**What the exercise asks:** Go line by line through the data below and count those that hold "renderer". Return only the number.

**Data for this task:**
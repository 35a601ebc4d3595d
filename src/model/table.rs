//! Table view of a `table` section.

use serde::{Deserialize, Serialize};

/// A pipe table split into header and body cells.
///
/// The scanner keeps tables as raw source lines; this is the render-time
/// reading of those lines.
#[derive(Debug, Clone, Default, PartialEq, Eq, Serialize, Deserialize)]
pub struct Table {
    /// Header cells (first line)
    pub headers: Vec<String>,

    /// Body rows (every line after the separator)
    pub rows: Vec<Vec<String>>,
}

impl Table {
    /// Parse table source lines.
    ///
    /// Blank lines are dropped, the first remaining line is the header, the
    /// next one is skipped as the separator row whatever it contains, and
    /// the rest are data rows. Cells are trimmed and empty cells discarded.
    pub fn parse(content: &str) -> Self {
        let mut lines = content.split('\n').filter(|line| !line.trim().is_empty());

        let headers = lines.next().map(split_cells).unwrap_or_default();
        let rows = lines.skip(1).map(split_cells).collect();

        Self { headers, rows }
    }

    /// Get the number of body rows.
    pub fn row_count(&self) -> usize {
        self.rows.len()
    }

    /// Get the number of columns (based on the header).
    pub fn column_count(&self) -> usize {
        self.headers.len()
    }

    /// Check if the table has no header and no rows.
    pub fn is_empty(&self) -> bool {
        self.headers.is_empty() && self.rows.is_empty()
    }

    /// Get plain text representation of the table.
    pub fn plain_text(&self) -> String {
        std::iter::once(&self.headers)
            .chain(self.rows.iter())
            .map(|row| row.join(" | "))
            .collect::<Vec<_>>()
            .join("\n")
    }
}

fn split_cells(line: &str) -> Vec<String> {
    line.split('|')
        .map(str::trim)
        .filter(|cell| !cell.is_empty())
        .map(String::from)
        .collect()
}
//! Visitor pattern for customizing section rendering.
//!
//! A visitor sees every section before the renderer does, including the
//! sections found inside quotes, and may let it render normally, drop it, or
//! supply its own output.
//!
//! # Example
//!
//! ```
//! use notedown::render::visitor::{SectionVisitor, VisitorAction};
//!
//! struct NoCodeLanguages;
//!
//! impl SectionVisitor for NoCodeLanguages {
//!     fn visit_code(&mut self, code: &str, _language: &str) -> VisitorAction {
//!         VisitorAction::Replace(format!("<pre>{}</pre>\n", code.len()))
//!     }
//! }
//! ```

use crate::model::{DividerKind, ListItem, ListKind, Section, Table};

use super::{InlineFormatter, InlineOptions};

/// Action returned by visitor methods to control rendering behavior.
#[derive(Debug, Clone, Default, PartialEq, Eq)]
pub enum VisitorAction {
    /// Continue with default rendering.
    #[default]
    Continue,

    /// Replace the section with custom output.
    Replace(String),

    /// Skip this section entirely (produce no output).
    Skip,
}

impl VisitorAction {
    /// Check if this action indicates the section should be skipped.
    pub fn should_skip(&self) -> bool {
        matches!(self, VisitorAction::Skip)
    }

    /// Check if this action provides replacement content.
    pub fn is_replace(&self) -> bool {
        matches!(self, VisitorAction::Replace(_))
    }

    /// Get replacement content if available.
    pub fn replacement(&self) -> Option<&str> {
        match self {
            VisitorAction::Replace(s) => Some(s),
            _ => None,
        }
    }
}

/// Trait for visiting sections during rendering.
///
/// Implement the per-kind methods you care about; all of them return
/// `VisitorAction::Continue` by default. [`SectionVisitor::visit`] is the
/// entry point the renderer calls and dispatches on the section kind.
pub trait SectionVisitor: Send + Sync {
    /// Called before rendering any section.
    ///
    /// `depth` is 0 for top-level sections and grows by one for each quote
    /// the section sits inside.
    fn visit(&mut self, section: &Section, depth: usize) -> VisitorAction {
        match section {
            Section::Title { content } => self.visit_heading(content, 1),
            Section::Subtitle { content, level } => self.visit_heading(content, *level),
            Section::Text { content } => self.visit_text(content),
            Section::Code { content, language } => self.visit_code(content, language),
            Section::List {
                list_kind, items, ..
            } => self.visit_list(*list_kind, items),
            Section::Quote { content } => self.visit_quote(content, depth),
            Section::Table { content } => self.visit_table(&Table::parse(content)),
            Section::Divider { divider_kind } => self.visit_divider(*divider_kind),
        }
    }

    /// Called before rendering a title or subtitle.
    fn visit_heading(&mut self, text: &str, level: usize) -> VisitorAction {
        let _ = (text, level);
        VisitorAction::Continue
    }

    /// Called before rendering a text line.
    fn visit_text(&mut self, text: &str) -> VisitorAction {
        let _ = text;
        VisitorAction::Continue
    }

    /// Called before rendering a code block.
    fn visit_code(&mut self, code: &str, language: &str) -> VisitorAction {
        let _ = (code, language);
        VisitorAction::Continue
    }

    /// Called before rendering a list.
    fn visit_list(&mut self, kind: ListKind, items: &[ListItem]) -> VisitorAction {
        let _ = (kind, items);
        VisitorAction::Continue
    }

    /// Called before rendering a quote, with the depth of the quote itself.
    fn visit_quote(&mut self, body: &str, depth: usize) -> VisitorAction {
        let _ = (body, depth);
        VisitorAction::Continue
    }

    /// Called before rendering a table.
    fn visit_table(&mut self, table: &Table) -> VisitorAction {
        let _ = table;
        VisitorAction::Continue
    }

    /// Called before rendering a divider.
    fn visit_divider(&mut self, kind: DividerKind) -> VisitorAction {
        let _ = kind;
        VisitorAction::Continue
    }

    /// Called when the renderer descends into a quote body.
    fn on_quote_enter(&mut self, depth: usize) {
        let _ = depth;
    }

    /// Called when the renderer leaves a quote body.
    fn on_quote_exit(&mut self, depth: usize) {
        let _ = depth;
    }
}

/// Default visitor that performs no customization.
#[derive(Debug, Clone, Default)]
pub struct DefaultVisitor;

impl DefaultVisitor {
    /// Create a new default visitor.
    pub fn new() -> Self {
        Self
    }
}

impl SectionVisitor for DefaultVisitor {}

/// Visitor that drops all code blocks.
#[derive(Debug, Clone, Default)]
pub struct SkipCodeVisitor;

impl SectionVisitor for SkipCodeVisitor {
    fn visit_code(&mut self, _code: &str, _language: &str) -> VisitorAction {
        VisitorAction::Skip
    }
}

/// Visitor that renders tables as preformatted pipe-separated text.
#[derive(Debug, Clone, Default)]
pub struct PlainTableVisitor;

impl SectionVisitor for PlainTableVisitor {
    fn visit_table(&mut self, table: &Table) -> VisitorAction {
        let text = html_escape::encode_text(&table.plain_text()).into_owned();
        VisitorAction::Replace(format!("<pre class=\"table-text\">{}</pre>\n", text))
    }
}

/// Visitor that limits heading depth.
///
/// Demoted headings are formatted by the visitor itself, so give it the same
/// [`InlineOptions`] the renderer uses.
#[derive(Debug, Clone)]
pub struct MaxHeadingDepthVisitor {
    max_level: usize,
    inline: InlineFormatter,
}

impl MaxHeadingDepthVisitor {
    /// Create a visitor that limits headings to the specified max level.
    pub fn new(max_level: usize) -> Self {
        Self {
            max_level: max_level.clamp(1, 6),
            inline: InlineFormatter::default(),
        }
    }

    /// Set the inline options used for demoted headings.
    pub fn with_inline(mut self, options: InlineOptions) -> Self {
        self.inline = InlineFormatter::new(options);
        self
    }
}

impl SectionVisitor for MaxHeadingDepthVisitor {
    fn visit_heading(&mut self, text: &str, level: usize) -> VisitorAction {
        if level <= self.max_level {
            return VisitorAction::Continue;
        }
        VisitorAction::Replace(format!(
            "<h{level}>{}</h{level}>\n",
            self.inline.format(text),
            level = self.max_level
        ))
    }
}

/// Composite visitor that chains multiple visitors.
///
/// Visitors are called in order. The first visitor that returns
/// a non-Continue action determines the result.
pub struct CompositeVisitor {
    visitors: Vec<Box<dyn SectionVisitor>>,
}

impl CompositeVisitor {
    /// Create a new composite visitor.
    pub fn new() -> Self {
        Self {
            visitors: Vec::new(),
        }
    }

    /// Add a visitor to the chain.
    pub fn with_visitor<V: SectionVisitor + 'static>(mut self, visitor: V) -> Self {
        self.visitors.push(Box::new(visitor));
        self
    }

    /// Number of visitors in the chain.
    pub fn len(&self) -> usize {
        self.visitors.len()
    }

    /// Check if the chain is empty.
    pub fn is_empty(&self) -> bool {
        self.visitors.is_empty()
    }
}

impl Default for CompositeVisitor {
    fn default() -> Self {
        Self::new()
    }
}

impl SectionVisitor for CompositeVisitor {
    fn visit(&mut self, section: &Section, depth: usize) -> VisitorAction {
        for visitor in &mut self.visitors {
            let action = visitor.visit(section, depth);
            if action != VisitorAction::Continue {
                return action;
            }
        }
        VisitorAction::Continue
    }

    fn on_quote_enter(&mut self, depth: usize) {
        for visitor in &mut self.visitors {
            visitor.on_quote_enter(depth);
        }
    }

    fn on_quote_exit(&mut self, depth: usize) {
        for visitor in &mut self.visitors {
            visitor.on_quote_exit(depth);
        }
    }
}
//! Markdown note parsing module.

mod list_tree;
mod note_parser;
mod options;
mod scanner;

pub use list_tree::{build_tree, indent_level, list_kind};
pub use note_parser::{parse_files, parse_many, unescape_newlines, NoteParser};
pub use options::{ErrorMode, ParseOptions};
pub use scanner::{is_list_item, scan, BlockScanner};

#[cfg(feature = "async")]
pub use note_parser::parse_file_async;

**Solution:** 5